Student press wins Fiji human rights prize

February 4, 2000

Journalism students at Fiji's University of the South Pacific have won a human rights award and two local student journalism awards. But despite the high standards at the USP, the Fijian government is engaged in a war of words with the local media over alleged lapses in journalistic standards.

Wansolwara, the USP journalism programme's training newspaper, won Fiji's 1999 Human Rights Award for its "outstanding contribution to women's human rights in the field of media".

The programme also won two honours in the regional Ossie Awards, one for its online and print training newspaper Spicol Daily (published as a lift-out in Fiji's Daily Post), which was named best occasional publication, and the other for Wansolwara, which was highly commended in the regular newspaper category.

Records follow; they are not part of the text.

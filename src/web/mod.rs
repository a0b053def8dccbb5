pub mod handlers;
pub mod models;
pub mod payload;
pub mod routes;
pub mod stream;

Journalism programme coordinator David Robie said he was delighted with the success. "It's a tribute to the students because they have worked with limited facilities compared with competing Australian and New Zealand schools," he said. "They have also faced political pressures."

The USP journalism programme was launched in 1994 with French funding. It has 60 students from 12 countries from the Pacific and Indian oceans, who study journalism as part of a BA or as a separate diploma in Pacific journalism.

Fiji's multi-racial Chaudhry government has been engaged in a bitter battle with the local press over what it calls unwarranted criticism and bad journalism.

Government criticism has at times appeared to focus on expatriates. It criticised the appointment of broadcaster Ken Clark as chief executive of Fiji Television Ltd and has refused to extend a work permit for Fiji Times editor-in-chief Russell Hunter, originally from Scotland.